*Problem statement:*
Of the lines below, write out exactly those from the line with "use super::*;" through the line with "list.replace_buckets(Vec::new());", both included, and skip the rest.

*Dataset entries:*
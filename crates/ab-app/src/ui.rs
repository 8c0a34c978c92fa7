use ratatui::Frame;
use ratatui::layout::Rect;
use ratatui::style::{Color, Modifier, Style};
use ratatui::text::{Line, Span};
use ratatui::widgets::{Block, Borders, Paragraph};

use crate::host::MenuEntry;

/// Largeur de la boîte du menu.
pub const MENU_WIDTH: u16 = 44;

/// Everything needed to draw one frame.
pub struct DrawContext<'a> {
    pub title: &'a str,
    pub entries: &'a [MenuEntry],
    pub selected: usize,
    pub track_count: usize,
    pub effect_count: usize,
    pub show_help: bool,
}

/// Draw the menu box, the status line and the optional help overlay.
///
/// Returns the inner area of the menu box, one row per entry, used for
/// mouse hit testing.
pub fn draw(frame: &mut Frame, ctx: &DrawContext<'_>) -> Rect {
    let area = frame.area();

    let width = MENU_WIDTH.min(area.width);
    let height = (ctx.entries.len() as u16 + 2).min(area.height);
    let x = area.x + area.width.saturating_sub(width) / 2;
    let y = area.y + area.height.saturating_sub(height) / 2;
    let menu_area = Rect::new(x, y, width, height);

    let lines: Vec<Line> = ctx
        .entries
        .iter()
        .enumerate()
        .map(|(i, entry)| {
            if i == ctx.selected {
                Line::from(Span::styled(
                    format!("> {}", entry.label),
                    Style::default()
                        .fg(Color::Black)
                        .bg(Color::Yellow)
                        .add_modifier(Modifier::BOLD),
                ))
            } else {
                Line::from(format!("  {}", entry.label))
            }
        })
        .collect();

    let block = Block::default()
        .borders(Borders::ALL)
        .title(format!(" {} ", ctx.title));
    let inner = block.inner(menu_area);
    frame.render_widget(Paragraph::new(lines).block(block), menu_area);

    // === Status line ===
    if area.height > 0 {
        let status_area = Rect::new(area.x, area.y + area.height - 1, area.width, 1);
        let status = format!(
            " {} musiques · {} effets · ? = help",
            ctx.track_count,
            ctx.effect_count.saturating_sub(1)
        );
        frame.render_widget(
            Paragraph::new(Line::from(Span::styled(
                status,
                Style::default().fg(Color::DarkGray),
            ))),
            status_area,
        );
    }

    if ctx.show_help {
        draw_help_overlay(frame, area);
    }

    inner
}

/// Row index under a click, if it hits an entry.
#[must_use]
pub fn entry_at(inner: Rect, entry_count: usize, column: u16, row: u16) -> Option<usize> {
    let inside = column >= inner.x
        && column < inner.x + inner.width
        && row >= inner.y
        && row < inner.y + inner.height;
    if !inside {
        return None;
    }
    let index = usize::from(row - inner.y);
    (index < entry_count).then_some(index)
}

/// Draw a help overlay with all keybindings.
fn draw_help_overlay(frame: &mut Frame, area: Rect) {
    let help_text = vec![
        Line::from(Span::styled(
            " Sound Test : Controls ",
            Style::default().fg(Color::Yellow),
        )),
        Line::from(""),
        Line::from(" ↑/↓ k/j    Move"),
        Line::from(" Enter/Spc  Next choice"),
        Line::from(" →/l        Next choice"),
        Line::from(" ←/h        Previous choice"),
        Line::from(" r          Replay current"),
        Line::from(" Click      Select + next"),
        Line::from(" q/Esc      Quit"),
        Line::from(" ?          Toggle help"),
        Line::from(""),
        Line::from(Span::styled(
            " Press ? or Esc to close ",
            Style::default().fg(Color::DarkGray),
        )),
    ];

    let help_width = 32u16.min(area.width);
    let help_height = (help_text.len() as u16 + 2).min(area.height);
    let x = area.x + area.width.saturating_sub(help_width) / 2;
    let y = area.y + area.height.saturating_sub(help_height) / 2;
    let help_area = Rect::new(x, y, help_width, help_height);

    let help = Paragraph::new(help_text).block(
        Block::default()
            .borders(Borders::ALL)
            .title(" Help ")
            .style(Style::default().bg(Color::Black).fg(Color::White)),
    );

    frame.render_widget(help, help_area);
}
#![forbid(unsafe_code)]

//! Cursor and navigation behaviour of each view's state.

use crate::model::{
    Bucket, BucketList, BucketMode, ObjectView, PagedObjects, PagedRow, TreeView,
};
use crate::projection::matches_filter;
use crate::tree::{NodeId, PathTree, SEPARATOR};

/// Moves `cursor` by `delta` within `len` slots, wrapping at both ends.
/// An empty list leaves the cursor at 0.
pub fn wrap_step(cursor: usize, len: usize, delta: isize) -> usize {
    if len == 0 {
        return 0;
    }
    let len = len as isize;
    (cursor as isize + delta).rem_euclid(len) as usize
}

impl BucketList {
    pub fn new(buckets: Vec<Bucket>) -> Self {
        Self {
            buckets,
            filter: String::new(),
            cursor: 0,
            mode: BucketMode::Navigate,
            loading: false,
            error: None,
        }
    }

    pub fn loading() -> Self {
        Self { loading: true, ..Self::new(Vec::new()) }
    }

    /// The filter as currently typed, live while the filter prompt is open.
    pub fn active_filter(&self) -> &str {
        match &self.mode {
            BucketMode::Filter(input) => &input.value,
            _ => &self.filter,
        }
    }

    pub fn visible(&self) -> Vec<&Bucket> {
        let filter = self.active_filter();
        self.buckets.iter().filter(|bucket| matches_filter(*bucket, filter)).collect()
    }

    pub fn selected_bucket(&self) -> Option<&Bucket> {
        self.visible().get(self.cursor).copied()
    }

    pub fn move_cursor(&mut self, delta: isize) {
        self.cursor = wrap_step(self.cursor, self.visible().len(), delta);
    }

    pub fn clamp_cursor(&mut self) {
        let len = self.visible().len();
        self.cursor = if len == 0 { 0 } else { self.cursor.min(len - 1) };
    }

    pub fn replace_buckets(&mut self, buckets: Vec<Bucket>) {
        self.buckets = buckets;
        self.loading = false;
        self.error = None;
        self.clamp_cursor();
    }
}

impl TreeView {
    pub fn loading(bucket: impl Into<String>) -> Self {
        let tree = PathTree::new();
        let cwd = tree.root();
        Self {
            bucket: bucket.into(),
            tree,
            cwd,
            cursor: 0,
            input: None,
            loading: true,
            error: None,
        }
    }

    pub fn entries(&self) -> &[NodeId] {
        self.tree.children(self.cwd)
    }

    pub fn selected(&self) -> Option<NodeId> {
        self.tree.child(self.cwd, self.cursor)
    }

    pub fn move_cursor(&mut self, delta: isize) {
        self.cursor = wrap_step(self.cursor, self.entries().len(), delta);
    }

    /// Enters the selected directory. Returns false when nothing changed.
    pub fn descend(&mut self) -> bool {
        let Some(id) = self.selected() else {
            return false;
        };
        if !self.tree.node(id).is_dir {
            return false;
        }
        self.cwd = id;
        self.cursor = 0;
        true
    }

    /// Moves to the parent, landing on the directory just left. False at root.
    pub fn ascend(&mut self) -> bool {
        let Some(parent) = self.tree.parent(self.cwd) else {
            return false;
        };
        let left = self.cwd;
        self.cwd = parent;
        self.cursor = self.tree.position(parent, left).unwrap_or(0);
        true
    }

    /// Swaps in a freshly built tree; `focus` names a key to land on.
    pub fn load(&mut self, tree: PathTree, focus: Option<&str>) {
        self.tree = tree;
        self.cwd = self.tree.root();
        self.cursor = 0;
        self.loading = false;
        self.error = None;
        let Some(id) = focus.and_then(|key| self.tree.find(key)) else {
            return;
        };
        if let Some(parent) = self.tree.parent(id) {
            self.cwd = parent;
            self.cursor = self.tree.position(parent, id).unwrap_or(0);
        }
    }

    pub fn cwd_path(&self) -> String {
        self.tree.path(self.cwd)
    }

    /// Full key for `name` placed in the current directory.
    pub fn key_in_cwd(&self, name: &str) -> String {
        let dir = self.cwd_path();
        if dir.is_empty() {
            name.to_string()
        } else {
            format!("{dir}{SEPARATOR}{name}")
        }
    }
}

impl ObjectView {
    pub fn loading(bucket: impl Into<String>, key: impl Into<String>) -> Self {
        Self {
            bucket: bucket.into(),
            key: key.into(),
            object: None,
            scroll: 0,
            loading: true,
            error: None,
        }
    }

    pub fn scroll_by(&mut self, delta: isize) {
        let lines = self
            .object
            .as_ref()
            .map(|object| object.content_text().lines().count())
            .unwrap_or(0);
        let next = self.scroll.saturating_add_signed(delta);
        self.scroll = next.min(lines.saturating_sub(1));
    }
}

impl PagedObjects {
    pub fn loading(bucket: impl Into<String>, page_size: usize) -> Self {
        Self {
            bucket: bucket.into(),
            rows: Vec::new(),
            page: 0,
            page_size: page_size.max(1),
            cursor: 0,
            loading: true,
            error: None,
        }
    }

    pub fn page_count(&self) -> usize {
        self.rows.len().div_ceil(self.page_size.max(1))
    }

    pub fn page_rows(&self) -> &[PagedRow] {
        let size = self.page_size.max(1);
        let start = (self.page * size).min(self.rows.len());
        let end = (start + size).min(self.rows.len());
        &self.rows[start..end]
    }

    pub fn selected_row(&self) -> Option<&PagedRow> {
        self.page_rows().get(self.cursor)
    }

    pub fn turn_page(&mut self, delta: isize) {
        self.page = wrap_step(self.page, self.page_count(), delta);
        let len = self.page_rows().len();
        self.cursor = if len == 0 { 0 } else { self.cursor.min(len - 1) };
    }

    pub fn move_cursor(&mut self, delta: isize) {
        self.cursor = wrap_step(self.cursor, self.page_rows().len(), delta);
    }

    pub fn load(&mut self, rows: Vec<PagedRow>) {
        self.rows = rows;
        self.page = 0;
        self.cursor = 0;
        self.loading = false;
        self.error = None;
    }
}

#[cfg(test)]
mod tests {
    use super::*;
    use crate::model::{ObjectSummary, Preview, StorageClass, TextInput};

    fn bucket(name: &str) -> Bucket {
        Bucket { name: name.to_string(), created_at: None }
    }

    fn tree_view(keys: &[&str]) -> TreeView {
        let mut view = TreeView::loading("b");
        view.load(PathTree::build(keys), None);
        view
    }

    fn paged(count: usize, page_size: usize) -> PagedObjects {
        let mut view = PagedObjects::loading("b", page_size);
        let rows = (0..count)
            .map(|i| PagedRow {
                summary: ObjectSummary {
                    key: format!("k{i}"),
                    last_modified: None,
                    size: 0,
                    etag: String::new(),
                    storage_class: StorageClass::Standard,
                },
                preview: Preview::NotFetched,
            })
            .collect();
        view.load(rows);
        view
    }

    #[test]
    fn wrap_step_wraps_both_ways() {
        assert_eq!(wrap_step(0, 3, -1), 2);
        assert_eq!(wrap_step(2, 3, 1), 0);
        assert_eq!(wrap_step(1, 3, 1), 2);
        assert_eq!(wrap_step(0, 0, 1), 0);
        assert_eq!(wrap_step(0, 0, -1), 0);
    }

    #[test]
    fn bucket_cursor_wraps_over_filtered_rows() {
        let mut list = BucketList::new(vec![bucket("alpha"), bucket("beta"), bucket("alps")]);
        list.filter = "al".to_string();
        assert_eq!(list.visible().len(), 2);
        list.move_cursor(-1);
        assert_eq!(list.selected_bucket().map(|b| b.name.as_str()), Some("alps"));
        list.move_cursor(1);
        assert_eq!(list.selected_bucket().map(|b| b.name.as_str()), Some("alpha"));
    }

    #[test]
    fn live_filter_comes_from_prompt() {
        let mut list = BucketList::new(vec![bucket("alpha"), bucket("beta")]);
        list.mode = BucketMode::Filter(TextInput { value: "BE".to_string(), cursor: 2 });
        assert_eq!(list.visible().len(), 1);
        assert_eq!(list.selected_bucket().map(|b| b.name.as_str()), Some("beta"));
    }

    #[test]
    fn replacing_buckets_clamps_cursor() {
        let mut list = BucketList::new(vec![bucket("a"), bucket("b"), bucket("c")]);
        list.cursor = 2;
        list.replace_buckets(vec![bucket("a")]);
        assert_eq!(list.cursor, 0);
        list.replace_buckets(Vec::new());
        assert_eq!(list.cursor, 0);
        list.move_cursor(1);
        assert_eq!(list.cursor, 0);
    }

    #[test]
    fn descend_and_ascend_restore_position() {
        let mut view = tree_view(&["a.txt", "docs/img/logo.png", "docs/readme.md", "src/x.rs"]);
        // root: docs/, src/, a.txt
        view.cursor = 1;
        assert!(view.descend());
        assert_eq!(view.cwd_path(), "src");
        assert!(view.ascend());
        assert_eq!(view.cursor, 1);
        assert!(!view.ascend());
    }

    #[test]
    fn descend_refuses_files_and_empty_dirs() {
        let mut view = tree_view(&["a.txt"]);
        assert!(!view.descend());
        let mut empty = tree_view(&[]);
        assert!(!empty.descend());
        empty.move_cursor(1);
        assert_eq!(empty.cursor, 0);
    }

    #[test]
    fn load_focuses_key() {
        let mut view = TreeView::loading("b");
        view.load(PathTree::build(["reports/q2.csv", "reports/q1.csv", "x"]), Some("reports/q2.csv"));
        assert_eq!(view.cwd_path(), "reports");
        assert_eq!(view.cursor, 1);
        assert_eq!(view.key_in_cwd("q3.csv"), "reports/q3.csv");

        view.load(PathTree::build(["x"]), Some("gone"));
        assert_eq!(view.cwd_path(), "");
        assert_eq!(view.key_in_cwd("y"), "y");
    }

    #[test]
    fn pages_wrap_and_clamp_cursor() {
        let mut view = paged(7, 3);
        assert_eq!(view.page_count(), 3);
        view.move_cursor(2);
        view.turn_page(-1);
        assert_eq!(view.page, 2);
        assert_eq!(view.page_rows().len(), 1);
        assert_eq!(view.cursor, 0);
        view.turn_page(1);
        assert_eq!(view.page, 0);
        view.move_cursor(-1);
        assert_eq!(view.selected_row().map(|r| r.summary.key.as_str()), Some("k2"));
    }

    #[test]
    fn empty_listing_pages_are_inert() {
        let mut view = paged(0, 10);
        assert_eq!(view.page_count(), 0);
        view.turn_page(1);
        view.move_cursor(1);
        assert_eq!((view.page, view.cursor), (0, 0));
        assert!(view.selected_row().is_none());
    }
}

*The completed task:*
    use super::*;
    use crate::model::{ObjectSummary, Preview, StorageClass, TextInput};

    fn bucket(name: &str) -> Bucket {
        Bucket { name: name.to_string(), created_at: None }
    }

    fn tree_view(keys: &[&str]) -> TreeView {
        let mut view = TreeView::loading("b");
        view.load(PathTree::build(keys), None);
        view
    }

    fn paged(count: usize, page_size: usize) -> PagedObjects {
        let mut view = PagedObjects::loading("b", page_size);
        let rows = (0..count)
            .map(|i| PagedRow {
                summary: ObjectSummary {
                    key: format!("k{i}"),
                    last_modified: None,
                    size: 0,
                    etag: String::new(),
                    storage_class: StorageClass::Standard,
                },
                preview: Preview::NotFetched,
            })
            .collect();
        view.load(rows);
        view
    }

    #[test]
    fn wrap_step_wraps_both_ways() {
        assert_eq!(wrap_step(0, 3, -1), 2);
        assert_eq!(wrap_step(2, 3, 1), 0);
        assert_eq!(wrap_step(1, 3, 1), 2);
        assert_eq!(wrap_step(0, 0, 1), 0);
        assert_eq!(wrap_step(0, 0, -1), 0);
    }

    #[test]
    fn bucket_cursor_wraps_over_filtered_rows() {
        let mut list = BucketList::new(vec![bucket("alpha"), bucket("beta"), bucket("alps")]);
        list.filter = "al".to_string();
        assert_eq!(list.visible().len(), 2);
        list.move_cursor(-1);
        assert_eq!(list.selected_bucket().map(|b| b.name.as_str()), Some("alps"));
        list.move_cursor(1);
        assert_eq!(list.selected_bucket().map(|b| b.name.as_str()), Some("alpha"));
    }

    #[test]
    fn live_filter_comes_from_prompt() {
        let mut list = BucketList::new(vec![bucket("alpha"), bucket("beta")]);
        list.mode = BucketMode::Filter(TextInput { value: "BE".to_string(), cursor: 2 });
        assert_eq!(list.visible().len(), 1);
        assert_eq!(list.selected_bucket().map(|b| b.name.as_str()), Some("beta"));
    }

    #[test]
    fn replacing_buckets_clamps_cursor() {
        let mut list = BucketList::new(vec![bucket("a"), bucket("b"), bucket("c")]);
        list.cursor = 2;
        list.replace_buckets(vec![bucket("a")]);
        assert_eq!(list.cursor, 0);
        list.replace_buckets(Vec::new());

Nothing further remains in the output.